By MARSHA MERCER
News that Supreme Court Justice Ruth Bader Ginsburg may
become America’s next fitness star takes some getting used to.
Yes, she’s a lifelong champion of gender equality and
civil rights.
She wrote the majority opinion in the landmark sex
discrimination case United States v. Virginia.

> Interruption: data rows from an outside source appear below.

//! Kernel hyperparameters and their log-normal priors.
//!
//! Packing order
//! -------------
//! Whenever hyperparameters travel through an optimizer they are packed as
//! `θ = (a, b, r_1, …, r_d)`: signal variance, noise variance, then one
//! length-scale per input dimension.
use ndarray::Array1;
use statrs::distribution::{Continuous, LogNormal};

use crate::gp::errors::{GpError, GpResult, check_positive};

/// Lower bound for the noise variance. Keeps `K + bI` safely positive
/// definite when the MAP estimate pushes `b` toward zero.
pub const NOISE_FLOOR: f64 = 1e-6;

/// Lower end of the hyperparameter search box (signal variance and
/// length-scales).
pub const HYPER_LOWER: f64 = 1e-8;

/// Upper end of the hyperparameter search box.
pub const HYPER_UPPER: f64 = 50.0;

/// Validated ARD squared-exponential hyperparameters plus observation noise.
#[derive(Debug, Clone, PartialEq)]
pub struct KernelParams {
    signal_var: f64,
    noise: f64,
    length_scales: Array1<f64>,
}

impl KernelParams {
    /// # Errors
    /// [`GpError::InvalidHyperparameter`] if any value is non-finite or
    /// `<= 0`, or if there are no length-scales.
    pub fn new(signal_var: f64, noise: f64, length_scales: Array1<f64>) -> GpResult<Self> {
        check_positive("signal variance", signal_var)?;
        check_positive("noise variance", noise)?;
        if length_scales.is_empty() {
            return Err(GpError::LengthScaleDimMismatch { expected: 1, found: 0 });
        }
        for &r in length_scales.iter() {
            check_positive("length-scale", r)?;
        }
        Ok(Self { signal_var, noise, length_scales })
    }

    /// One length-scale `r` shared by all `dim` inputs.
    pub fn shared(signal_var: f64, noise: f64, r: f64, dim: usize) -> GpResult<Self> {
        Self::new(signal_var, noise, Array1::from_elem(dim, r))
    }

    pub fn signal_var(&self) -> f64 {
        self.signal_var
    }

    pub fn noise(&self) -> f64 {
        self.noise
    }

    pub fn length_scales(&self) -> &Array1<f64> {
        &self.length_scales
    }

    pub fn dim(&self) -> usize {
        self.length_scales.len()
    }

    /// Pack as `(a, b, r_1, …, r_d)`.
    pub fn to_theta(&self) -> Array1<f64> {
        let mut theta = Array1::zeros(self.dim() + 2);
        theta[0] = self.signal_var;
        theta[1] = self.noise;
        theta.slice_mut(ndarray::s![2..]).assign(&self.length_scales);
        theta
    }

    /// Unpack `(a, b, r_1, …, r_d)`, validating every entry.
    pub fn from_theta(theta: &Array1<f64>, dim: usize) -> GpResult<Self> {
        if theta.len() != dim + 2 {
            return Err(GpError::LengthScaleDimMismatch {
                expected: dim,
                found: theta.len().saturating_sub(2),
            });
        }
        Self::new(theta[0], theta[1], theta.slice(ndarray::s![2..]).to_owned())
    }

    /// Check that these parameters fit `dim`-dimensional inputs.
    pub fn check_dim(&self, dim: usize) -> GpResult<()> {
        if self.dim() != dim {
            return Err(GpError::LengthScaleDimMismatch { expected: dim, found: self.dim() });
        }
        Ok(())
    }
}

/// Log-normal prior on a positive scalar: `ln x ~ N(mu, sigma2)`.
#[derive(Debug, Clone, Copy, PartialEq)]
pub struct LogNormalPrior {
    pub mu: f64,
    pub sigma2: f64,
}

impl LogNormalPrior {
    pub fn new(mu: f64, sigma2: f64) -> GpResult<Self> {
        if !mu.is_finite() {
            return Err(GpError::NonFiniteInput { what: "prior location" });
        }
        check_positive("prior variance", sigma2)?;
        Ok(Self { mu, sigma2 })
    }

    /// Prior whose log-location sits at `ln(center)`.
    pub fn centered_at(center: f64, sigma2: f64) -> GpResult<Self> {
        Self::new(check_positive("prior center", center)?.ln(), sigma2)
    }

    /// Log density of `x`; `-∞` if the fields were set to an invalid
    /// location or variance after construction.
    pub fn log_pdf(&self, x: f64) -> f64 {
        LogNormal::new(self.mu, self.sigma2.sqrt()).map_or(f64::NEG_INFINITY, |d| d.ln_pdf(x))
    }

    /// `d ln p / dx = -1/x - (ln x - μ) / (σ² x)`.
    pub fn d_log_pdf(&self, x: f64) -> f64 {
        -1.0 / x - (x.ln() - self.mu) / (self.sigma2 * x)
    }
}

/// Independent log-normal priors on `a`, `b` and every `r_i`.
#[derive(Debug, Clone, Copy, PartialEq)]
pub struct HyperPriors {
    pub signal_var: LogNormalPrior,
    pub noise: LogNormalPrior,
    pub length_scale: LogNormalPrior,
}

impl HyperPriors {
    /// Priors used for plain GP regression: log-locations `ln 0.5` for `a`
    /// and `r`, `ln 1e-4` for `b`, all with variance `0.5`.
    pub fn regression_default() -> Self {
        let half = 0.5f64.ln();
        Self {
            signal_var: LogNormalPrior { mu: half, sigma2: 0.5 },
            noise: LogNormalPrior { mu: (1e-4f64).ln(), sigma2: 0.5 },
            length_scale: LogNormalPrior { mu: half, sigma2: 0.5 },
        }
    }

    /// Priors centred on a set of default values with a common variance.
    pub fn centered(a: f64, b: f64, r: f64, variance: f64) -> GpResult<Self> {
        Ok(Self {
            signal_var: LogNormalPrior::centered_at(a, variance)?,
            noise: LogNormalPrior::centered_at(b, variance)?,
            length_scale: LogNormalPrior::centered_at(r, variance)?,
        })
    }

    /// Prior modes `exp(μ)` as a starting point, one shared length-scale.
    pub fn location(&self, dim: usize) -> GpResult<KernelParams> {
        KernelParams::shared(
            self.signal_var.mu.exp(),
            self.noise.mu.exp().max(NOISE_FLOOR),
            self.length_scale.mu.exp(),
            dim,
        )
    }

    pub fn log_density(&self, params: &KernelParams) -> f64 {
        self.signal_var.log_pdf(params.signal_var)
            + self.noise.log_pdf(params.noise)
            + params.length_scales.iter().map(|&r| self.length_scale.log_pdf(r)).sum::<f64>()
    }

    /// Gradient of [`Self::log_density`] in packing order.
    pub fn grad(&self, params: &KernelParams) -> Array1<f64> {
        let mut g = Array1::zeros(params.dim() + 2);
        g[0] = self.signal_var.d_log_pdf(params.signal_var);
        g[1] = self.noise.d_log_pdf(params.noise);
        for (i, &r) in params.length_scales.iter().enumerate() {
            g[i + 2] = self.length_scale.d_log_pdf(r);
        }
        g
    }
}

/// Caller-facing defaults of the preference model.
///
/// `a`, `r`, `b` are the kernel defaults (and the centres of the priors
/// when hyperparameters are estimated); `variance` is the log-normal prior
/// variance; `btl_scale` is the choice-model temperature.
#[derive(Debug, Clone, Copy, PartialEq)]
pub struct PreferenceHyperparams {
    pub a: f64,
    pub r: f64,
    pub b: f64,
    pub variance: f64,
    pub btl_scale: f64,
}

impl PreferenceHyperparams {
    pub fn new(a: f64, r: f64, b: f64, variance: f64, btl_scale: f64) -> GpResult<Self> {
        check_positive("signal variance", a)?;
        check_positive("length-scale", r)?;
        check_positive("noise variance", b)?;
        check_positive("prior variance", variance)?;
        check_positive("btl scale", btl_scale)?;
        Ok(Self { a, r, b, variance, btl_scale })
    }

    pub fn kernel_params(&self, dim: usize) -> GpResult<KernelParams> {
        KernelParams::shared(self.a, self.b.max(NOISE_FLOOR), self.r, dim)
    }

    pub fn priors(&self) -> GpResult<HyperPriors> {
        HyperPriors::centered(self.a, self.b.max(NOISE_FLOOR), self.r, self.variance)
    }
}

impl Default for PreferenceHyperparams {
    fn default() -> Self {
        Self { a: 0.5, r: 0.5, b: 0.005, variance: 0.25, btl_scale: 0.01 }
    }
}

#[cfg(test)]
mod tests {
    use super::*;
    use approx::assert_relative_eq;
    use ndarray::array;

    #[test]
    // Purpose
    // -------
    // Non-positive or non-finite values are rejected with the field name.
    fn kernel_params_reject_invalid_values() {
        assert_eq!(
            KernelParams::new(0.0, 0.1, array![1.0]),
            Err(GpError::InvalidHyperparameter { name: "signal variance", value: 0.0 })
        );
        assert!(KernelParams::new(1.0, f64::NAN, array![1.0]).is_err());
        assert!(KernelParams::new(1.0, 0.1, array![1.0, -2.0]).is_err());
        assert!(KernelParams::new(1.0, 0.1, array![]).is_err());
    }

    #[test]
    // Purpose
    // -------
    // Packing order is (a, b, r...) and unpacking inverts it.
    fn theta_packing_round_trips() {
        let p = KernelParams::new(0.7, 0.01, array![0.2, 0.3]).unwrap();
        let theta = p.to_theta();

        assert_eq!(theta, array![0.7, 0.01, 0.2, 0.3]);
        assert_eq!(KernelParams::from_theta(&theta, 2).unwrap(), p);
        assert!(KernelParams::from_theta(&theta, 3).is_err());
    }

    #[test]
    // Purpose
    // -------
    // The closed-form log density matches statrs, and its derivative matches
    // a central difference.
    fn log_normal_prior_matches_statrs_and_fd() {
        let prior = LogNormalPrior::new(0.5f64.ln(), 0.5).unwrap();
        let reference = LogNormal::new(0.5f64.ln(), 0.5f64.sqrt()).unwrap();
        for &x in &[0.05, 0.5, 1.3, 7.0] {
            assert_relative_eq!(prior.log_pdf(x), reference.ln_pdf(x), epsilon = 1e-12);
            let h = 1e-6 * x;
            let fd = (prior.log_pdf(x + h) - prior.log_pdf(x - h)) / (2.0 * h);
            assert_relative_eq!(prior.d_log_pdf(x), fd, epsilon = 1e-5, max_relative = 1e-6);
        }
    }

    #[test]
    // Purpose
    // -------
    // A prior whose public fields were overwritten with an invalid variance
    // reports zero density instead of NaN.
    fn log_normal_prior_with_invalid_variance_has_no_mass() {
        let mut prior = LogNormalPrior::new(0.0, 1.0).unwrap();
        prior.sigma2 = -1.0;
        assert_eq!(prior.log_pdf(1.0), f64::NEG_INFINITY);
    }

    #[test]
    // Purpose
    // -------
    // Preference defaults follow the documented values and noise never drops
    // below the floor.
    fn preference_defaults_and_noise_floor() {
        let h = PreferenceHyperparams::default();
        assert_eq!((h.a, h.r, h.b, h.variance, h.btl_scale), (0.5, 0.5, 0.005, 0.25, 0.01));

        let tiny = PreferenceHyperparams::new(0.5, 0.5, 1e-12, 0.25, 0.01).unwrap();
        assert_eq!(tiny.kernel_params(3).unwrap().noise(), NOISE_FLOOR);
        assert!(PreferenceHyperparams::new(0.5, 0.5, 0.005, 0.0, 0.01).is_err());
    }
}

The ruling 21 years ago this
week -- June 27, 1996 -- required Virginia Military Institute, after 150 years of
male-only admissions, to accept women.
Yes, she’s a cultural icon and a hero to millennials,
thanks to “Notorious R.B.G.,” a Tumblr blog that went viral in 2013.
A book by that title became a New York Times
bestseller in 2015. Her picture is on T-shirts, mugs, shot glasses and hoodies.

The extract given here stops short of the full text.